### ASSIGNMENT
Check every line of the entries below for "TbObj", and copy the lines that have it.
********
use std::sync::{Arc, Mutex, MutexGuard, PoisonError};

// Testbench object shared between tasks (scoreboard histories, BFM channel ends, ...).
pub struct TbObj<T>(Arc<Mutex<T>>);

impl<T> TbObj<T> {
    pub fn new(data: T) -> TbObj<T> {
        TbObj(Arc::new(Mutex::new(data)))
    }
    pub fn get(&self) -> MutexGuard<'_, T> {
        lock(&self.0)
    }
    pub fn with_mut<R>(&self, f: impl FnOnce(&mut T) -> R) -> R {
        f(&mut lock(&self.0))
    }
}

impl<T> Clone for TbObj<T> {
    fn clone(&self) -> Self {
        TbObj(self.0.clone())
    }
}

impl<T: Default> Default for TbObj<T> {
    fn default() -> Self {
        TbObj::new(T::default())
    }
}

// A task that panicked while holding the lock leaves the value as it was; keep using it.
#[inline]
pub(crate) fn lock<T>(m: &Mutex<T>) -> MutexGuard<'_, T> {
    m.lock().unwrap_or_else(PoisonError::into_inner)
}

#[cfg(test)]
mod tests {
    use super::*;

    #[test]
    fn clones_share_the_same_value() {
        let a = TbObj::new(vec![1u8]);
        let b = a.clone();
        b.with_mut(|v| v.push(2));
        assert_eq!(*a.get(), vec![1, 2]);
    }
}
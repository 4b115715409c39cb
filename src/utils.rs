use crate::prelude::*;

pub async fn clock_cycles(signal: SimObject, n_cycles: u32) -> TbResult {
    for _ in 0..n_cycles {
        signal.rising_edge().await?;
    }
    Ok(())
}

pub async fn falling_edges(signal: SimObject, n_edges: u32) -> TbResult {
    for _ in 0..n_edges {
        signal.falling_edge().await?;
    }
    Ok(())
}
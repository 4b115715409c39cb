use futures::StreamExt;
use futures_channel::mpsc::UnboundedReceiver;
use std::collections::BTreeSet;
use std::fmt;

use crate::ops::{Command, Operation};
use crate::oracle::predict_cmd;
use crate::prelude::*;

/// Collects observed commands and results, then checks them against the oracle.
#[derive(Clone, Default)]
pub struct Scoreboard(TbObj<ScoreboardInner>);

#[derive(Default)]
struct ScoreboardInner {
    cmds: Vec<Command>,
    results: Vec<u16>,
    // trailing commands that only flush the pipeline
    fillers: usize,
    started: bool,
}

impl Scoreboard {
    pub fn new() -> Self {
        Self::default()
    }

    /// Scoreboard whose last `fillers` commands are value checked but don't count
    /// towards coverage.
    pub fn with_fillers(fillers: usize) -> Self {
        Scoreboard(TbObj::new(ScoreboardInner { fillers, ..Default::default() }))
    }

    pub fn add_cmd(&self, cmd: Command) {
        self.0.with_mut(|s| s.cmds.push(cmd));
    }

    pub fn add_result(&self, result: u16) {
        self.0.with_mut(|s| s.results.push(result));
    }

    pub fn cmd_count(&self) -> usize {
        self.0.get().cmds.len()
    }

    pub fn result_count(&self) -> usize {
        self.0.get().results.len()
    }

    /// Both histories must hold exactly one entry per issued command.
    pub fn check_counts(&self, issued: usize) -> TbResult {
        let (cmds, results) = (self.cmd_count(), self.result_count());
        if cmds != issued {
            return Err(TbError::DroppedTransactions { issued, observed: cmds });
        }
        if results != issued {
            return Err(TbError::ResultCount { issued, observed: results });
        }
        Ok(())
    }

    /// Spawns one task per channel appending everything it receives to the history.
    pub fn start_tasks(
        &self,
        mut cmd_rx: UnboundedReceiver<Command>,
        mut result_rx: UnboundedReceiver<u16>,
    ) -> TbResult {
        self.0.with_mut(|s| match s.started {
            true => Err(TbError::TasksAlreadyStarted),
            false => {
                s.started = true;
                Ok(())
            }
        })?;
        let sb = self.clone();
        Task::spawn(
            async move {
                while let Some(cmd) = cmd_rx.next().await {
                    sb.add_cmd(cmd);
                }
            },
            "scoreboard_cmds",
        );
        let sb = self.clone();
        Task::spawn(
            async move {
                while let Some(result) = result_rx.next().await {
                    sb.add_result(result);
                }
            },
            "scoreboard_results",
        );
        Ok(())
    }

    /// Checks everything recorded so far and logs every comparison. The histories are left
    /// untouched, so checking again gives the same verdict.
    pub fn check_results(&self) -> TbResult<Verdict> {
        let (cmds, results, fillers) = {
            let inner = self.0.get();
            (inner.cmds.clone(), inner.results.clone(), inner.fillers)
        };
        let verdict = check(&cmds, &results, fillers)?;
        for line in verdict.log_lines() {
            SIM_IF.log(&line);
        }
        Ok(verdict)
    }
}

/// Pairs command `i` with result `i` and compares each result with the oracle.
/// The last `fillers` commands are compared too but left out of the coverage.
/// A command without a result means the check ran before the pipeline was drained.
pub fn check(cmds: &[Command], results: &[u16], fillers: usize) -> TbResult<Verdict> {
    let real = cmds.len().saturating_sub(fillers);
    let mut results = results.iter();
    let mut comparisons = Vec::with_capacity(cmds.len());
    let mut coverage = BTreeSet::new();
    for (index, cmd) in cmds.iter().enumerate() {
        let actual = *results
            .next()
            .ok_or(TbError::MissingResult { index, cmd: *cmd })?;
        if index < real {
            coverage.insert(cmd.op);
        }
        comparisons.push(Comparison {
            cmd: *cmd,
            actual,
            expected: predict_cmd(cmd),
        });
    }
    Ok(Verdict {
        comparisons,
        coverage,
        unpaired_results: results.len(),
    })
}

#[derive(Debug, Clone, Copy, PartialEq, Eq)]
pub struct Comparison {
    pub cmd: Command,
    pub actual: u16,
    pub expected: u16,
}

impl Comparison {
    pub fn passed(&self) -> bool {
        self.actual == self.expected
    }
}

impl fmt::Display for Comparison {
    fn fmt(&self, f: &mut fmt::Formatter<'_>) -> fmt::Result {
        match self.passed() {
            true => write!(f, "PASSED: {} = {:04x}", self.cmd, self.actual),
            false => write!(
                f,
                "FAILED: {} = {:04x} - expected {:04x}",
                self.cmd, self.actual, self.expected
            ),
        }
    }
}

#[derive(Debug, Clone, PartialEq, Eq)]
pub enum Failure {
    Mismatch(Comparison),
    CoverageGap(Vec<Operation>),
}

impl fmt::Display for Failure {
    fn fmt(&self, f: &mut fmt::Formatter<'_>) -> fmt::Result {
        match self {
            Failure::Mismatch(c) => c.fmt(f),
            Failure::CoverageGap(missed) => {
                let names: Vec<_> = missed.iter().map(|op| op.name()).collect();
                write!(f, "Functional coverage error. Missed: {}", names.join(", "))
            }
        }
    }
}

#[derive(Debug, Clone, PartialEq, Eq)]
pub struct Verdict {
    pub comparisons: Vec<Comparison>,
    pub coverage: BTreeSet<Operation>,
    /// Results observed after the last command was paired.
    pub unpaired_results: usize,
}

impl Verdict {
    pub fn mismatches(&self) -> impl Iterator<Item = &Comparison> {
        self.comparisons.iter().filter(|c| !c.passed())
    }

    pub fn missed(&self) -> Vec<Operation> {
        Operation::ALL
            .into_iter()
            .filter(|op| !self.coverage.contains(op))
            .collect()
    }

    pub fn failures(&self) -> Vec<Failure> {
        let mut failures: Vec<_> = self.mismatches().copied().map(Failure::Mismatch).collect();
        let missed = self.missed();
        if !missed.is_empty() {
            failures.push(Failure::CoverageGap(missed));
        }
        failures
    }

    pub fn passed(&self) -> bool {
        self.mismatches().next().is_none() && self.missed().is_empty()
    }

    /// One line per comparison, followed by the coverage result.
    pub fn log_lines(&self) -> Vec<String> {
        let mut lines: Vec<String> = self.comparisons.iter().map(|c| c.to_string()).collect();
        let missed = self.missed();
        match missed.is_empty() {
            true => lines.push("Covered all operations".to_string()),
            false => lines.push(Failure::CoverageGap(missed).to_string()),
        }
        if self.unpaired_results > 0 {
            lines.push(format!("Warning: {} results without a command", self.unpaired_results));
        }
        lines
    }

    pub fn summary(&self) -> String {
        format!(
            "checked={}, mismatches={}, covered={}/{}, unpaired={}",
            self.comparisons.len(),
            self.mismatches().count(),
            self.coverage.len(),
            Operation::ALL.len(),
            self.unpaired_results
        )
    }
}

impl fmt::Display for Verdict {
    fn fmt(&self, f: &mut fmt::Formatter<'_>) -> fmt::Result {
        writeln!(f, "{}: {}", if self.passed() { "PASS" } else { "FAIL" }, self.summary())?;
        for line in self.log_lines() {
            writeln!(f, "  {}", line)?;
        }
        Ok(())
    }
}
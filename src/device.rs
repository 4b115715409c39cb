//! Boundary to the device under test.
//!
//! The testbench only ever touches the device through its signals. A [`Device`] is the
//! behavioral stand-in for the RTL an HDL simulator would elaborate: it declares its ports
//! and is evaluated on every rising edge of its clock.

use crate::TbResult;

pub use crate::native::PortIo;

#[derive(Debug, Clone, Copy, PartialEq, Eq)]
pub struct Port {
    pub name: &'static str,
    pub width: u32,
}

impl Port {
    pub const fn new(name: &'static str, width: u32) -> Self {
        Port { name, width }
    }
}

pub trait Device {
    /// Instance name, used as the root scope of all port names.
    fn name(&self) -> &str;
    fn ports(&self) -> Vec<Port>;
    fn clock(&self) -> &str {
        "clk"
    }
    fn on_rising_edge(&mut self, io: &mut PortIo<'_>) -> TbResult<()>;
}
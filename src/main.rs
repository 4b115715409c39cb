use std::process::ExitCode;

use tinyalu_tb::config::TbConfig;
use tinyalu_tb::device::Device;
use tinyalu_tb::scenarios::default_suite;
use tinyalu_tb::tinyalu::TinyAlu;

fn tinyalu() -> Box<dyn Device> {
    Box::new(TinyAlu::new())
}

fn main() -> ExitCode {
    let config = match TbConfig::from_env() {
        Ok(config) => config,
        Err(e) => {
            eprintln!("tinyalu-tb: {}", e);
            return ExitCode::from(2);
        }
    };
    let report = default_suite().run(tinyalu, &config);
    report.print_summary();
    if let Err(e) = report.write_junit("results.xml") {
        eprintln!("tinyalu-tb: {}", e);
    }
    match report.passed() {
        true => ExitCode::SUCCESS,
        false => ExitCode::FAILURE,
    }
}
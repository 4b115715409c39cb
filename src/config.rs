//! Testbench configuration: defaults, overrides from the environment, validation.

use once_cell::sync::OnceCell;
use std::fmt;
use std::str::FromStr;

use crate::bfm::PIPELINE_DEPTH;
use crate::ops::Operation;
use crate::{TbError, TbResult};

/// Operand selection of the stimulus generator.
#[derive(Debug, Clone, Copy, PartialEq, Eq)]
pub enum PolicyKind {
    Random,
    Boundary,
}

/// How the sequencer waits for the stimulus generator.
#[derive(Debug, Clone, Copy, PartialEq, Eq)]
pub enum Flavor {
    Sequential,
    Objection,
}

impl FromStr for PolicyKind {
    type Err = TbError;

    fn from_str(s: &str) -> TbResult<Self> {
        match s.to_ascii_lowercase().as_str() {
            "random" => Ok(PolicyKind::Random),
            "boundary" => Ok(PolicyKind::Boundary),
            _ => Err(TbError::Config(format!("unknown operand policy '{}'", s))),
        }
    }
}

impl FromStr for Flavor {
    type Err = TbError;

    fn from_str(s: &str) -> TbResult<Self> {
        match s.to_ascii_lowercase().as_str() {
            "sequential" => Ok(Flavor::Sequential),
            "objection" => Ok(Flavor::Objection),
            _ => Err(TbError::Config(format!("unknown sequencer flavor '{}'", s))),
        }
    }
}

impl fmt::Display for PolicyKind {
    fn fmt(&self, f: &mut fmt::Formatter<'_>) -> fmt::Result {
        f.write_str(match self {
            PolicyKind::Random => "random",
            PolicyKind::Boundary => "boundary",
        })
    }
}

impl fmt::Display for Flavor {
    fn fmt(&self, f: &mut fmt::Formatter<'_>) -> fmt::Result {
        f.write_str(match self {
            Flavor::Sequential => "sequential",
            Flavor::Objection => "objection",
        })
    }
}

#[derive(Debug, Clone, PartialEq, Eq)]
pub struct TbConfig {
    pub clock_period_ns: u64,
    /// Falling edges `reset_n` is held low.
    pub reset_cycles: u32,
    /// Filler transactions after the last real one. At least the BFM's pipeline depth.
    pub filler_count: usize,
    /// Clock cycles waited after the stimulus before the scoreboard is checked.
    pub drain_cycles: u32,
    pub timeout_ns: u64,
    /// Random operand seed. Without one, a per-process seed is used.
    pub seed: Option<u64>,
    pub policy: PolicyKind,
    pub flavor: Flavor,
    /// Operations the stimulus generator issues, one transaction each.
    pub ops: Vec<Operation>,
}

impl Default for TbConfig {
    fn default() -> Self {
        TbConfig {
            clock_period_ns: 10,
            reset_cycles: 1,
            filler_count: PIPELINE_DEPTH,
            drain_cycles: 10,
            timeout_ns: 1_000_000,
            seed: None,
            policy: PolicyKind::Random,
            flavor: Flavor::Sequential,
            ops: Operation::ALL.to_vec(),
        }
    }
}

static PROCESS_SEED: OnceCell<u64> = OnceCell::new();

/// Seed shared by every random scenario of this process, chosen on first use.
pub fn process_seed() -> u64 {
    *PROCESS_SEED.get_or_init(rand::random)
}

impl TbConfig {
    /// Defaults overridden by `TINYALU_*` environment variables.
    pub fn from_env() -> TbResult<Self> {
        TbConfig::from_lookup(|key| std::env::var(key).ok())
    }

    pub fn from_lookup(lookup: impl Fn(&str) -> Option<String>) -> TbResult<Self> {
        let mut config = TbConfig::default();
        if let Some(seed) = parse_var(&lookup, "TINYALU_SEED")? {
            config.seed = Some(seed);
        }
        if let Some(fillers) = parse_var(&lookup, "TINYALU_FILLERS")? {
            config.filler_count = fillers;
        }
        if let Some(cycles) = parse_var(&lookup, "TINYALU_DRAIN_CYCLES")? {
            config.drain_cycles = cycles;
        }
        if let Some(timeout) = parse_var(&lookup, "TINYALU_TIMEOUT_NS")? {
            config.timeout_ns = timeout;
        }
        if let Some(flavor) = parse_var(&lookup, "TINYALU_FLAVOR")? {
            config.flavor = flavor;
        }
        config.validate()?;
        Ok(config)
    }

    pub fn validate(&self) -> TbResult<()> {
        if self.clock_period_ns < 2 {
            return Err(TbError::Config("clock period must be at least 2ns".to_string()));
        }
        if self.filler_count < PIPELINE_DEPTH {
            return Err(TbError::Config(format!(
                "{} filler transactions can't flush a pipeline of depth {}",
                self.filler_count, PIPELINE_DEPTH
            )));
        }
        // a filler handshake takes two clock cycles
        let min_drain = 2 * self.filler_count as u64;
        if u64::from(self.drain_cycles) < min_drain {
            return Err(TbError::Config(format!(
                "{} drain cycles are too few to observe {} filler results, need {}",
                self.drain_cycles, self.filler_count, min_drain
            )));
        }
        if self.ops.is_empty() {
            return Err(TbError::Config("no operations to issue".to_string()));
        }
        Ok(())
    }

    pub fn seed_or_default(&self) -> u64 {
        self.seed.unwrap_or_else(process_seed)
    }

    pub fn with_policy(mut self, policy: PolicyKind) -> Self {
        self.policy = policy;
        self
    }

    pub fn with_flavor(mut self, flavor: Flavor) -> Self {
        self.flavor = flavor;
        self
    }

    pub fn with_ops(mut self, ops: &[Operation]) -> Self {
        self.ops = ops.to_vec();
        self
    }

    pub fn with_seed(mut self, seed: u64) -> Self {
        self.seed = Some(seed);
        self
    }
}

fn parse_var<T: FromStr>(lookup: &impl Fn(&str) -> Option<String>, key: &str) -> TbResult<Option<T>> {
    match lookup(key) {
        None => Ok(None),
        Some(raw) => raw
            .trim()
            .parse()
            .map(Some)
            .map_err(|_| TbError::Config(format!("{}: can't parse '{}'", key, raw))),
    }
}

#[cfg(test)]
mod tests {
    use super::*;
    use std::collections::HashMap;

    fn lookup(vars: &[(&str, &str)]) -> impl Fn(&str) -> Option<String> {
        let vars: HashMap<String, String> =
            vars.iter().map(|(k, v)| (k.to_string(), v.to_string())).collect();
        move |key| vars.get(key).cloned()
    }

    #[test]
    fn defaults_are_valid() {
        let config = TbConfig::default();
        assert_eq!(config.validate(), Ok(()));
        assert_eq!(config.filler_count, 2);
        assert_eq!(config.ops, Operation::ALL.to_vec());
    }

    #[test]
    fn environment_overrides_defaults() {
        let config = TbConfig::from_lookup(lookup(&[
            ("TINYALU_SEED", "1234"),
            ("TINYALU_FILLERS", "3"),
            ("TINYALU_FLAVOR", "Objection"),
        ]))
        .unwrap();
        assert_eq!(config.seed, Some(1234));
        assert_eq!(config.filler_count, 3);
        assert_eq!(config.flavor, Flavor::Objection);
    }

    #[test]
    fn unparsable_variable_is_rejected() {
        let err = TbConfig::from_lookup(lookup(&[("TINYALU_SEED", "lots")])).unwrap_err();
        assert!(matches!(err, TbError::Config(msg) if msg.contains("TINYALU_SEED")));
    }

    #[test]
    fn filler_count_must_cover_pipeline_depth() {
        let config = TbConfig { filler_count: 1, ..TbConfig::default() };
        assert!(matches!(config.validate(), Err(TbError::Config(_))));
    }

    #[test]
    fn drain_must_cover_fillers() {
        let config = TbConfig { filler_count: 6, drain_cycles: 10, ..TbConfig::default() };
        assert!(config.validate().is_err());
        let config = TbConfig { filler_count: 5, drain_cycles: 10, ..TbConfig::default() };
        assert_eq!(config.validate(), Ok(()));
    }

    #[test]
    fn explicit_seed_wins_over_process_seed() {
        assert_eq!(TbConfig::default().with_seed(7).seed_or_default(), 7);
        assert_eq!(TbConfig::default().seed_or_default(), process_seed());
    }
}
********
### SOLVED EXERCISE
pub struct TbObj<T>(Arc<Mutex<T>>);
impl<T> TbObj<T> {
    pub fn new(data: T) -> TbObj<T> {
        TbObj(Arc::new(Mutex::new(data)))
impl<T> Clone for TbObj<T> {
        TbObj(self.0.clone())
impl<T: Default> Default for TbObj<T> {
        TbObj::new(T::default())
        let a = TbObj::new(vec![1u8]);
pub struct Scoreboard(TbObj<ScoreboardInner>);
        Scoreboard(TbObj::new(ScoreboardInner { fillers, ..Default::default() }))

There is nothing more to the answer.